'Totally unfounded': Legal experts blast GA appeals court’s disqualification of Fani Willis

Fulton County, Georgia District Attorney Fani Willis is now officially disqualified from prosecuting President-elect Donald Trump in his Georgia election interference criminal case, following a Thursday decision by the Georgia Court of Appeals (COA).
As NPR reported, the three-judge panel — all of whom were appointed by Republican governors — ruled that Willis' relationship with special prosecutor Nathan Wade amounted to a conflict of interest that required her being removed from the case. Assuming she doesn't accept the court's decision, the matter will now go to the Prosecuting Attorneys' Council of Georgia (PACGA), according to Georgia criminal defense attorney Andrew Fleischman. However, Fleischman said this likely means' Willis case is "100% dead," as the PACGA "declined to prosecute the one recused case it already got."
In a subsequent skeet (the term used for Bluesky posts), Fleischman opined that there was a "total lack of analysis" in the COA's decision, saying there was "no rule or explanation here that any other criminal defendant could possibly use in their own case" and that "in such an important case, the court should explain itself."
READ MORE: Legal expert explains the one thing Fani Willis has to do to save her Trump investigation
Rolling Stone reporter Nikki McCann Ramirez posted excerpts of the dissent authored by Judge Ben Land (appointed by Governor Brian Kemp). He argued that attorneys representing Trump "failed to show that the district attorney had an actual conflict of interest, failed to show that she received any material financial benefit as a result of her relationship with Nathan Wade, failed to show that she had a personal stake in the conviction of any defendant, failed to show that her relationship with Wade involved any impropriety on her part, and failed to show that their relationship, including their financial arrangements, had any actual impact on the case."
"Because there was some evidence presented to the trial court that supported these findings, we are bound to accept them," Land continued. "The majority does not dispute these findings.
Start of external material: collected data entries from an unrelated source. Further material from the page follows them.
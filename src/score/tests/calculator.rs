use std::sync::Arc;

use serde_json::json;

use super::common::*;
use crate::score::{
    CalculationError, QuestionnaireValidator, RuleCatalog, ScoreCalculator,
};

#[test]
fn characterization_sums_four_sub_steps() {
    let questionnaire = validated(&valid_answers());
    let points = calculator()
        .characterization_points(questionnaire.characterization())
        .expect("step 1 priced");
    assert_eq!(points, 0.0 + 1.0 + 0.5 + 0.5);
}

#[test]
fn typing_method_uses_its_option_points() {
    let questionnaire = validated(&valid_answers());
    let points = calculator()
        .typing_points(questionnaire.typing())
        .expect("step 2 priced");
    assert_eq!(points, 3.0);
}

#[test]
fn statistics_with_single_selections() {
    let questionnaire = validated(&valid_answers());
    let points = calculator()
        .statistics_points(questionnaire.statistics())
        .expect("step 3 priced");
    assert_eq!(points, 1.0 + 1.0 + 1.0);
}

#[test]
fn statistics_with_list_selections_sum_each_option() {
    let raw = valid_answers();
    let raw = with_answer(
        raw,
        "step_3",
        "a_statistics_p_value",
        json!("GWAS <1x10e-14, Non-GWAS <0.0001"),
    );
    let raw = with_answer(
        raw,
        "step_3",
        "b_multiple_testing_correction",
        json!([
            "Overall correction for multiple testing",
            "2-step p-value correction"
        ]),
    );
    let raw = with_answer(
        raw,
        "step_3",
        "c_statistics_effect_size",
        json!([
            "OR/RR: ≥2 or ≤0.5, Beta: ≥0.5 or ≤-0.5",
            "CI does not cross 1 (OR/RR) or 0 (beta)"
        ]),
    );

    let questionnaire = validated(&raw);
    let points = calculator()
        .statistics_points(questionnaire.statistics())
        .expect("step 3 priced");
    assert_eq!(points, 2.0 + (1.0 + 2.0) + (1.0 + 1.0));
}

#[test]
fn list_order_does_not_change_step_three() {
    let forward = with_answer(
        valid_answers(),
        "step_3",
        "b_multiple_testing_correction",
        json!([
            "Overall correction for multiple testing",
            "2-step p-value correction"
        ]),
    );
    let reversed = with_answer(
        valid_answers(),
        "step_3",
        "b_multiple_testing_correction",
        json!([
            "2-step p-value correction",
            "Overall correction for multiple testing"
        ]),
    );

    let calculator = calculator();
    let forward = calculator
        .statistics_points(validated(&forward).statistics())
        .expect("priced");
    let reversed = calculator
        .statistics_points(validated(&reversed).statistics())
        .expect("priced");
    assert_eq!(forward, reversed);
}

#[test]
fn cohort_and_phenotype_are_priced_from_their_own_fields() {
    let raw = with_answer(
        valid_answers(),
        "step_5",
        "additional_phenotypes",
        json!("specific disease-related phenotype"),
    );
    let questionnaire = validated(&raw);
    let calculator = calculator();

    assert_eq!(
        calculator.cohort_points(questionnaire.cohort()).expect("step 4"),
        2.0
    );
    assert_eq!(
        calculator
            .phenotype_points(questionnaire.phenotype())
            .expect("step 5"),
        2.0
    );

    let breakdown = calculator.breakdown(&questionnaire).expect("scored");
    assert_eq!(breakdown.step_4, 2.0);
    assert_eq!(breakdown.step_5, 2.0);
    assert_eq!(breakdown.additive_total, 2.0 + 3.0 + 3.0 + 2.0 + 2.0);
}

#[test]
fn weighting_multiplies_both_factors() {
    let questionnaire = validated(&valid_answers());
    let factor = calculator()
        .weighting_factor(questionnaire.weighting())
        .expect("step 6 priced");
    assert_eq!(factor, 1.0 * 0.5);
}

#[test]
fn final_score_weights_the_additive_total() {
    let questionnaire = validated(&valid_answers());
    let breakdown = calculator().breakdown(&questionnaire).expect("scored");

    assert_eq!(breakdown.additive_total, 10.0);
    assert_eq!(breakdown.weighting_factor, 0.5);
    assert_eq!(breakdown.score, 5.0);
    assert_eq!(
        breakdown.score,
        (breakdown.step_1 + breakdown.step_2 + breakdown.step_3 + breakdown.step_4 + breakdown.step_5)
            * breakdown.weighting_factor
    );
}

#[test]
fn insignificant_association_zeroes_only_the_product() {
    let raw = with_answer(
        valid_answers(),
        "step_6",
        "a_weighing_association",
        json!("no significant association with disease"),
    );
    let breakdown = calculator()
        .breakdown(&validated(&raw))
        .expect("scored");

    assert_eq!(breakdown.additive_total, 10.0);
    assert_eq!(breakdown.weighting_factor, 0.0);
    assert_eq!(breakdown.score, 0.0);
}

#[test]
fn calculation_is_bit_for_bit_repeatable() {
    let questionnaire = validated(&valid_answers());
    let calculator = calculator();
    let first = calculator.calculate(&questionnaire).expect("scored");
    let second = calculator.calculate(&questionnaire.clone()).expect("scored");
    assert_eq!(first.to_bits(), second.to_bits());
}

#[test]
fn breakdown_records_every_sub_step() {
    let breakdown = calculator()
        .breakdown(&validated(&valid_answers()))
        .expect("scored");

    let ids: Vec<_> = breakdown
        .contributions
        .iter()
        .map(|contribution| contribution.step_id.as_str())
        .collect();
    assert_eq!(
        ids,
        vec!["1A", "1B", "1C", "1D", "2", "3A", "3B", "3C", "4", "5", "6A", "6B"]
    );

    let zygosity = &breakdown.contributions[2];
    assert_eq!(zygosity.display_name, "Zygosity");
    assert_eq!(zygosity.selections, vec!["Biallelic (homozygous)".to_string()]);
    assert_eq!(zygosity.points, 0.5);
}

#[test]
fn mismatched_catalog_aborts_instead_of_defaulting() {
    let questionnaire = validated(&valid_answers());
    let other = RuleCatalog::new(
        RuleCatalog::standard()
            .steps()
            .iter()
            .filter(|step| step.step_id != "2")
            .cloned()
            .collect(),
    )
    .expect("reduced catalog is well formed");

    let err = ScoreCalculator::new(Arc::new(other))
        .calculate(&questionnaire)
        .expect_err("step 2 cannot be priced");

    assert_eq!(
        err,
        CalculationError::UnknownOption {
            step_id: "2".to_string(),
            option: "Low Resolution Typing".to_string(),
        }
    );
}

#[test]
fn substituted_catalog_changes_pricing_consistently() {
    let catalog = Arc::new(catalog_with_phenotype_points(5.0, 1.0));
    let validator = QuestionnaireValidator::new(Arc::clone(&catalog)).expect("validator builds");
    let calculator = ScoreCalculator::new(catalog);

    let questionnaire = validator.validate(&valid_answers()).expect("valid");
    let breakdown = calculator.breakdown(&questionnaire).expect("scored");

    assert_eq!(breakdown.step_5, 1.0);
    assert_eq!(breakdown.score, (10.0 + 1.0) * 0.5);
}
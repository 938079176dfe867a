//! Map raw study facts onto canonical option names.
//!
//! Curation forms record a p-value as `significand x 10^exponent`, a cohort
//! size, and the allele resolution. These helpers pick the matching bucket so
//! curators do not have to read the threshold labels themselves.

use serde::Serialize;

use super::catalog::{step_ids, CatalogError, RuleCatalog};

#[derive(Debug, Clone, PartialEq, thiserror::Error)]
pub enum DeriveError {
    #[error("p-value {significand}x10^{exponent} is not a probability in (0, 1]")]
    InvalidPValue { significand: f64, exponent: i32 },
    #[error("'{0}' is not a recognised allele resolution")]
    UnknownAlleleResolution(String),
    #[error(transparent)]
    Catalog(#[from] CatalogError),
}

/// GWAS and candidate-gene studies use different significance and size bars.
#[derive(Debug, Clone, Copy, PartialEq, Eq, Serialize)]
#[serde(rename_all = "snake_case")]
pub enum StudyDesign {
    Gwas,
    NonGwas,
}

/// A p-value held in normalised scientific notation, `1 <= significand < 10`.
#[derive(Debug, Clone, Copy, PartialEq)]
pub struct PValue {
    significand: f64,
    exponent: i32,
}

impl PValue {
    /// Accepts unnormalised input such as `40 x 10^-5`. Rejects anything that
    /// is not in `(0, 1]` or that cannot be represented as an `f64`.
    pub fn new(significand: f64, exponent: i32) -> Result<Self, DeriveError> {
        let invalid = || DeriveError::InvalidPValue {
            significand,
            exponent,
        };
        if !significand.is_finite() || significand <= 0.0 {
            return Err(invalid());
        }

        let (mut normalised, mut shifted) = (significand, exponent);
        while normalised >= 10.0 {
            normalised /= 10.0;
            shifted = shifted.checked_add(1).ok_or_else(invalid)?;
        }
        while normalised < 1.0 {
            normalised *= 10.0;
            shifted = shifted.checked_sub(1).ok_or_else(invalid)?;
        }

        let p_value = Self {
            significand: normalised,
            exponent: shifted,
        };
        if shifted > 0 || (shifted == 0 && normalised > 1.0) || p_value.value() == 0.0 {
            return Err(invalid());
        }
        Ok(p_value)
    }

    pub fn significand(&self) -> f64 {
        self.significand
    }

    pub fn exponent(&self) -> i32 {
        self.exponent
    }

    pub fn value(&self) -> f64 {
        self.significand * 10f64.powi(self.exponent)
    }

    /// Exact comparison against a normalised threshold like 5x10^-8.
    fn is_below(&self, significand: f64, exponent: i32) -> bool {
        self.exponent < exponent || (self.exponent == exponent && self.significand < significand)
    }
}

const P_VALUE_OPTIONS: [&str; 5] = [
    "GWAS <1x10e-14, Non-GWAS <0.0001",
    "GWAS <1x10e-11, Non-GWAS <0.0005",
    "GWAS <5x10e-8, Non-GWAS <0.01",
    "GWAS <1x10e-5, Non-GWAS <0.05",
    "GWAS >=1x10e-5, Non-GWAS >=0.05",
];

const GWAS_P_THRESHOLDS: [(f64, i32); 4] = [(1.0, -14), (1.0, -11), (5.0, -8), (1.0, -5)];
const NON_GWAS_P_THRESHOLDS: [(f64, i32); 4] = [(1.0, -4), (5.0, -4), (1.0, -2), (5.0, -2)];

/// Step 3A bucket for a p-value. Bounds are strict, matching the `<` labels.
pub fn p_value_option(design: StudyDesign, p_value: PValue) -> &'static str {
    let thresholds = match design {
        StudyDesign::Gwas => &GWAS_P_THRESHOLDS,
        StudyDesign::NonGwas => &NON_GWAS_P_THRESHOLDS,
    };

    thresholds
        .iter()
        .position(|&(significand, exponent)| p_value.is_below(significand, exponent))
        .map(|index| P_VALUE_OPTIONS[index])
        .unwrap_or(P_VALUE_OPTIONS[4])
}

const COHORT_OPTIONS: [&str; 5] = [
    "GWAS <1,000, Non-GWAS <50",
    "GWAS 1,000-2,499, Non-GWAS 50-99",
    "GWAS 2,500-4,999, Non-GWAS 100-249",
    "GWAS 5,000-9,999, Non-GWAS 250-499",
    "GWAS >=10,000, Non-GWAS >=500",
];

const GWAS_COHORT_BOUNDS: [u32; 4] = [1_000, 2_500, 5_000, 10_000];
const NON_GWAS_COHORT_BOUNDS: [u32; 4] = [50, 100, 250, 500];

/// Step 4 bucket for the number of participants.
pub fn cohort_size_option(design: StudyDesign, participants: u32) -> &'static str {
    let bounds = match design {
        StudyDesign::Gwas => &GWAS_COHORT_BOUNDS,
        StudyDesign::NonGwas => &NON_GWAS_COHORT_BOUNDS,
    };
    let bucket = bounds.iter().filter(|&&bound| participants >= bound).count();
    COHORT_OPTIONS[bucket]
}

const ONE_FIELD_RESOLUTION: &str = "1-field";
const ONE_FIELD_WEIGHT: &str = "1-field resolution (from Step 1B)";
const HIGHER_FIELD_WEIGHT: &str = ">1-field resolution";

/// Step 6B follows from the step 1B answer.
pub fn low_field_resolution_option(
    catalog: &RuleCatalog,
    allele_resolution: &str,
) -> Result<&'static str, DeriveError> {
    let legal = catalog.option_names(step_ids::ALLELE_RESOLUTION)?;
    if !legal.contains(&allele_resolution) {
        return Err(DeriveError::UnknownAlleleResolution(
            allele_resolution.to_string(),
        ));
    }

    if allele_resolution == ONE_FIELD_RESOLUTION {
        Ok(ONE_FIELD_WEIGHT)
    } else {
        Ok(HIGHER_FIELD_WEIGHT)
    }
}
//! HLA evidence scoring: rule catalog, questionnaire validation and score calculation.

mod calculator;
pub mod catalog;
pub mod derive;
pub mod questionnaire;
mod validator;

#[cfg(test)]
mod tests;

use std::sync::Arc;

use serde::Serialize;
use serde_json::Value;

pub use calculator::{CalculationError, ScoreBreakdown, ScoreCalculator, StepContribution};
pub use catalog::{step_ids, AnswerOption, CatalogError, RuleCatalog, Step};
pub use questionnaire::{
    Characterization, CohortSize, FieldSpec, PhenotypeSpecificity, Questionnaire, Selection,
    StatisticalSupport, TypingMethod, Weighting, QUESTIONNAIRE_FIELDS,
};
pub use validator::{FieldIssue, IssueReason, QuestionnaireValidator, ValidationError};

/// Failure while turning raw answers into a score.
#[derive(Debug, thiserror::Error)]
pub enum ScoreError {
    #[error(transparent)]
    Validation(#[from] ValidationError),
    #[error(transparent)]
    Calculation(#[from] CalculationError),
}

/// Describes one questionnaire field for form builders.
#[derive(Debug, Clone, PartialEq, Serialize)]
pub struct FieldSchema {
    pub field: String,
    pub step_id: &'static str,
    pub display_name: String,
    pub accepts_list: bool,
    pub options: Vec<String>,
}

/// Validated answers together with the score they earned.
#[derive(Debug, Clone, PartialEq, Serialize)]
pub struct ScoreOutcome {
    pub questionnaire: Questionnaire,
    pub breakdown: ScoreBreakdown,
}

impl ScoreOutcome {
    pub fn score(&self) -> f64 {
        self.breakdown.score
    }
}

/// Validator and calculator sharing one rule catalog.
#[derive(Debug, Clone)]
pub struct ScoringEngine {
    validator: QuestionnaireValidator,
    calculator: ScoreCalculator,
}

impl ScoringEngine {
    pub fn new(catalog: Arc<RuleCatalog>) -> Result<Self, CatalogError> {
        Ok(Self {
            validator: QuestionnaireValidator::new(Arc::clone(&catalog))?,
            calculator: ScoreCalculator::new(catalog),
        })
    }

    /// Engine over the built-in HLA framework catalog.
    pub fn standard() -> Result<Self, CatalogError> {
        Self::new(Arc::new(RuleCatalog::standard()))
    }

    pub fn catalog(&self) -> &RuleCatalog {
        self.calculator.catalog()
    }

    pub fn validator(&self) -> &QuestionnaireValidator {
        &self.validator
    }

    pub fn calculator(&self) -> &ScoreCalculator {
        &self.calculator
    }

    pub fn validate(&self, raw: &Value) -> Result<Questionnaire, ValidationError> {
        self.validator.validate(raw)
    }

    /// Validate then score. Nothing is scored unless every field is valid.
    pub fn score(&self, raw: &Value) -> Result<ScoreOutcome, ScoreError> {
        let questionnaire = self.validator.validate(raw)?;
        let breakdown = self.calculator.breakdown(&questionnaire)?;
        Ok(ScoreOutcome {
            questionnaire,
            breakdown,
        })
    }

    /// Field layout and legal options, in catalog order.
    pub fn schema(&self) -> Result<Vec<FieldSchema>, CatalogError> {
        let catalog = self.catalog();
        QUESTIONNAIRE_FIELDS
            .iter()
            .map(|field| {
                let step = catalog
                    .step(field.step_id)
                    .ok_or_else(|| CatalogError::UnknownStep(field.step_id.to_string()))?;
                Ok(FieldSchema {
                    field: field.path(),
                    step_id: field.step_id,
                    display_name: step.display_name.clone(),
                    accepts_list: field.accepts_list,
                    options: step.options.iter().map(|option| option.name.clone()).collect(),
                })
            })
            .collect()
    }
}
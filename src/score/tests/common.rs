use std::sync::Arc;

use serde_json::{json, Value};

use crate::score::{
    AnswerOption, Questionnaire, QuestionnaireValidator, RuleCatalog, ScoreCalculator,
    ScoringEngine, Step,
};

pub(super) fn standard_catalog() -> Arc<RuleCatalog> {
    Arc::new(RuleCatalog::standard())
}

pub(super) fn engine() -> ScoringEngine {
    ScoringEngine::standard().expect("standard engine builds")
}

pub(super) fn validator() -> QuestionnaireValidator {
    QuestionnaireValidator::new(standard_catalog()).expect("validator builds")
}

pub(super) fn calculator() -> ScoreCalculator {
    ScoreCalculator::new(standard_catalog())
}

/// A complete questionnaire worth (2 + 3 + 3 + 2 + 0) * 0.5 = 5.0.
pub(super) fn valid_answers() -> Value {
    json!({
        "step_1": {
            "a_allele_or_haplotype": "Allele",
            "b_allele_resolution": "2-field",
            "c_zygosity": "Biallelic (homozygous)",
            "d_phase": "Phase confirmed"
        },
        "step_2": {
            "typing_method": "Low Resolution Typing"
        },
        "step_3": {
            "a_statistics_p_value": "GWAS <5x10e-8, Non-GWAS <0.01",
            "b_multiple_testing_correction": "Overall correction for multiple testing",
            "c_statistics_effect_size": "OR/RR: ≥2 or ≤0.5, Beta: ≥0.5 or ≤-0.5"
        },
        "step_4": {
            "cohort_size": "GWAS 2,500-4,999, Non-GWAS 100-249"
        },
        "step_5": {
            "additional_phenotypes": "only disease tested"
        },
        "step_6": {
            "a_weighing_association": "significant association with disease",
            "b_low_field_resolution": "1-field resolution (from Step 1B)"
        }
    })
}

pub(super) fn with_answer(mut raw: Value, section: &str, key: &str, value: Value) -> Value {
    raw[section][key] = value;
    raw
}

pub(super) fn without_answer(mut raw: Value, section: &str, key: &str) -> Value {
    if let Some(section) = raw.get_mut(section).and_then(Value::as_object_mut) {
        section.remove(key);
    }
    raw
}

pub(super) fn validated(raw: &Value) -> Questionnaire {
    validator().validate(raw).expect("answers validate")
}

/// Standard catalog with step 5 re-priced, for catalog substitution tests.
pub(super) fn catalog_with_phenotype_points(specific: f64, only_disease: f64) -> RuleCatalog {
    let steps = RuleCatalog::standard()
        .steps()
        .iter()
        .cloned()
        .map(|step| {
            if step.step_id == "5" {
                Step::new(
                    step.step_id,
                    step.display_name,
                    vec![
                        AnswerOption::new("specific disease-related phenotype", specific),
                        AnswerOption::new("only disease tested", only_disease),
                    ],
                )
            } else {
                step
            }
        })
        .collect();
    RuleCatalog::new(steps).expect("re-priced catalog is well formed")
}
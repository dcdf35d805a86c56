//! Census Pipeline
//!
//! Runs one census over all configured communities:
//!
//! 1. Fetch every endpoint concurrently (bounded) and wait for all of them
//! 2. Detect and parse each document
//! 3. Aggregate the parsed endpoints per community
//! 4. Hand the tallies to the [exposition writer](crate::metrics)
//!
//! # Error Handling
//!
//! Endpoint failures are non-fatal: they are logged as warnings, counted in the
//! community's [`EndpointHealth`] and the endpoint is left out of the tally. A
//! community whose endpoints all failed is still reported. Only rendering can
//! fail a run.

use crate::aggregate::{aggregate, CommunityTally, EndpointHealth};
use crate::config::{CommunityConfig, Config};
use crate::detect::{detect, ParsedEndpoint, SchemaMismatch};
use crate::error::Result;
use crate::fetch::{Fetch, FetchError, HttpFetcher};
use crate::metrics;
use futures_util::stream::{self, StreamExt};
use thiserror::Error;
use tracing::{error, info, warn};

/// Why an endpoint was left out of its community's tally
#[derive(Debug, Clone, PartialEq, Eq, Error)]
pub enum EndpointFailure {
    #[error("fetch failed: {0}")]
    Fetch(#[from] FetchError),

    #[error("schema mismatch: {0}")]
    Schema(#[from] SchemaMismatch),
}

/// A skipped endpoint, kept for diagnostics
#[derive(Debug, Clone)]
pub struct SkippedEndpoint {
    pub community_id: String,
    pub url: String,
    pub failure: EndpointFailure,
}

/// Totals of one run, logged after the census
#[derive(Debug, Clone, Copy, Default, PartialEq, Eq)]
pub struct RunSummary {
    pub communities: usize,
    pub communities_up: usize,
    pub endpoints_ok: u64,
    pub endpoints_failed: u64,
    pub unique_nodes: u64,
    pub alien_nodes: u64,
    pub duplicates: u64,
}

/// Result of one census run
#[derive(Debug, Clone)]
pub struct CensusReport {
    /// One tally per configured community, in configuration order
    pub tallies: Vec<CommunityTally>,
    pub skipped: Vec<SkippedEndpoint>,
}

impl CensusReport {
    /// Render the snapshot in Prometheus text format
    pub fn render(&self) -> Result<String> {
        metrics::render(&self.tallies)
    }

    pub fn summary(&self) -> RunSummary {
        self.tallies
            .iter()
            .fold(RunSummary::default(), |mut summary, tally| {
                summary.communities += 1;
                summary.communities_up += usize::from(tally.is_up());
                summary.endpoints_ok += tally.endpoints.ok;
                summary.endpoints_failed += tally.endpoints.failed();
                summary.unique_nodes += tally.node_count();
                summary.alien_nodes += tally.alien_count();
                summary.duplicates += tally.duplicates;
                summary
            })
    }

    /// Communities whose breakdowns do not add up to their node count
    ///
    /// Always empty unless aggregation is broken.
    pub fn count_mismatches(&self) -> Vec<&str> {
        self.tallies
            .iter()
            .filter(|tally| {
                let nodes = tally.node_count();
                tally.class_counts.values().sum::<u64>() != nodes
                    || tally.model_counts.values().sum::<u64>() != nodes
                    || tally.domain_counts.values().sum::<u64>() != nodes
                    || tally.source_counts.values().sum::<u64>() != nodes
            })
            .map(|tally| tally.community_id.as_str())
            .collect()
    }

    pub fn log_summary(&self) {
        let summary = self.summary();
        info!(
            "Census finished: {}/{} communities up, {} endpoints ok, {} failed",
            summary.communities_up,
            summary.communities,
            summary.endpoints_ok,
            summary.endpoints_failed
        );
        info!(
            "Summary: {} unique nodes ({} alien), {} duplicates merged",
            summary.unique_nodes, summary.alien_nodes, summary.duplicates
        );

        for community in self.count_mismatches() {
            error!("Node count mismatch in community {}", community);
        }
    }
}

/// Runs censuses with a given fetcher
pub struct Census<F> {
    fetcher: F,
    concurrency: usize,
}

impl Census<HttpFetcher> {
    /// Census over HTTP, configured from `config`
    pub fn from_config(config: &Config) -> Result<Self> {
        Ok(Self::new(
            HttpFetcher::new(&config.http)?,
            config.census.concurrency,
        ))
    }
}

impl<F: Fetch> Census<F> {
    pub fn new(fetcher: F, concurrency: usize) -> Self {
        Self {
            fetcher,
            concurrency: concurrency.max(1),
        }
    }

    pub async fn run(&self, communities: &[CommunityConfig]) -> CensusReport {
        info!("Collecting census from {} communities", communities.len());

        let requests: Vec<_> = communities
            .iter()
            .flat_map(|c| c.endpoints.iter())
            .map(|endpoint| self.fetcher.fetch(&endpoint.url))
            .collect();

        // Every fetch completes before anything is aggregated, so the snapshot
        // is consistent.
        let fetched: Vec<_> = stream::iter(requests)
            .buffered(self.concurrency)
            .collect()
            .await;

        let mut fetched = fetched.into_iter();
        let mut tallies = Vec::with_capacity(communities.len());
        let mut skipped = Vec::new();

        for community in communities {
            let mut parsed: Vec<ParsedEndpoint> =
                Vec::with_capacity(community.endpoints.len());
            let mut health = EndpointHealth::default();

            for (endpoint, body) in community.endpoints.iter().zip(fetched.by_ref()) {
                let outcome = body.map_err(EndpointFailure::from).and_then(|raw| {
                    detect(&raw, endpoint.kind()).map_err(EndpointFailure::from)
                });

                match outcome {
                    Ok(document) => {
                        info!(
                            "Processing {} ({}, {} nodes) for {}",
                            endpoint.url,
                            document.format,
                            document.nodes.len(),
                            community.id
                        );
                        health.ok += 1;
                        parsed.push(document);
                    }
                    Err(failure) => {
                        warn!(
                            "Skipping endpoint {} of {}: {}",
                            endpoint.url, community.id, failure
                        );
                        match failure {
                            EndpointFailure::Fetch(_) => health.fetch_failed += 1,
                            EndpointFailure::Schema(_) => health.schema_mismatch += 1,
                        }
                        skipped.push(SkippedEndpoint {
                            community_id: community.id.clone(),
                            url: endpoint.url.clone(),
                            failure,
                        });
                    }
                }
            }

            let tally =
                aggregate(&community.id, community.label(), &parsed).with_endpoints(health);
            if community.endpoints.is_empty() {
                warn!("Community {} has no endpoints, reporting it down", community.id);
            } else if !tally.is_up() {
                warn!(
                    "All {} endpoints of community {} failed",
                    health.total(),
                    community.id
                );
            }
            tallies.push(tally);
        }

        CensusReport { tallies, skipped }
    }
}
Rather, it holds, with the citation of no supporting authority and apparently for the first time in the history of our state, that the mere existence of an appearance of impropriety, in and of itself, is sufficient to reverse the trial court's refusal to disqualify the district attorney and her entire office."
Brookings Institution senior fellow Norm Eisen wrote that the COA's ruling was "totally unfounded," and noted that "bipartisan experts agree" that Willis' relationship with Wade wasn't disqualifying on its own. But he added that despite Willis' removal from the case, "the indictment stands" and should be pursued "vigorously." Eisen reminded his followers that —just as in the New York hush money cover-up case — the Georgia indictment is not subject to the Supreme Court's immunity protections for official presidential acts.
Former U.S. Attorney Joyce Vance pointed out that the decision means "a new DA will be selected to take over the case," adding that this would likely amount to "a slow death knell if not an outright death for the case." In his own response to the ruling, Federation of American Scientists director of global risk Jon B. Wolfsthal lamented: "The entire American system of justice is broken." Attorney Bradley P. Moss, however, wrote that Willis "has no one to blame but herself" for her disqualification.